(Provided information)

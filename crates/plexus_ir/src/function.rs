//! Function declarations.

use crate::ids::BlockId;
use crate::symbol::Symbol;
use plexus_common::Ident;
use plexus_source::Span;
use serde::{Deserialize, Serialize};

/// A function declaration.
///
/// The body is a block in the owning module's scope tree; a variable named
/// after the function inside the body carries the return value. Calls stay
/// residual through elaboration, so the body is classified like any other
/// scope but never inlined here.
#[derive(Debug, Clone, Serialize, Deserialize)]
pub struct Function {
    /// The function's name.
    pub name: Ident,
    /// Argument names in declaration order.
    pub args: Vec<Ident>,
    /// The body scope.
    pub body: BlockId,
    /// Source location of the declaration.
    pub span: Span,
}

impl Symbol for Function {
    fn name(&self) -> Ident {
        self.name
    }

    fn set_name(&mut self, name: Ident) {
        self.name = name;
    }
}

(End Provided information)

Work required: Nothing but the lines from the one with "in declaration order." through the final line of the data belongs in the answer, and they must match exactly.

Result for this task:
    /// Argument names in declaration order.
    pub args: Vec<Ident>,
    /// The body scope.
    pub body: BlockId,
    /// Source location of the declaration.
    pub span: Span,
}

impl Symbol for Function {
    fn name(&self) -> Ident {
        self.name
    }

    fn set_name(&mut self, name: Ident) {
        self.name = name;
    }
}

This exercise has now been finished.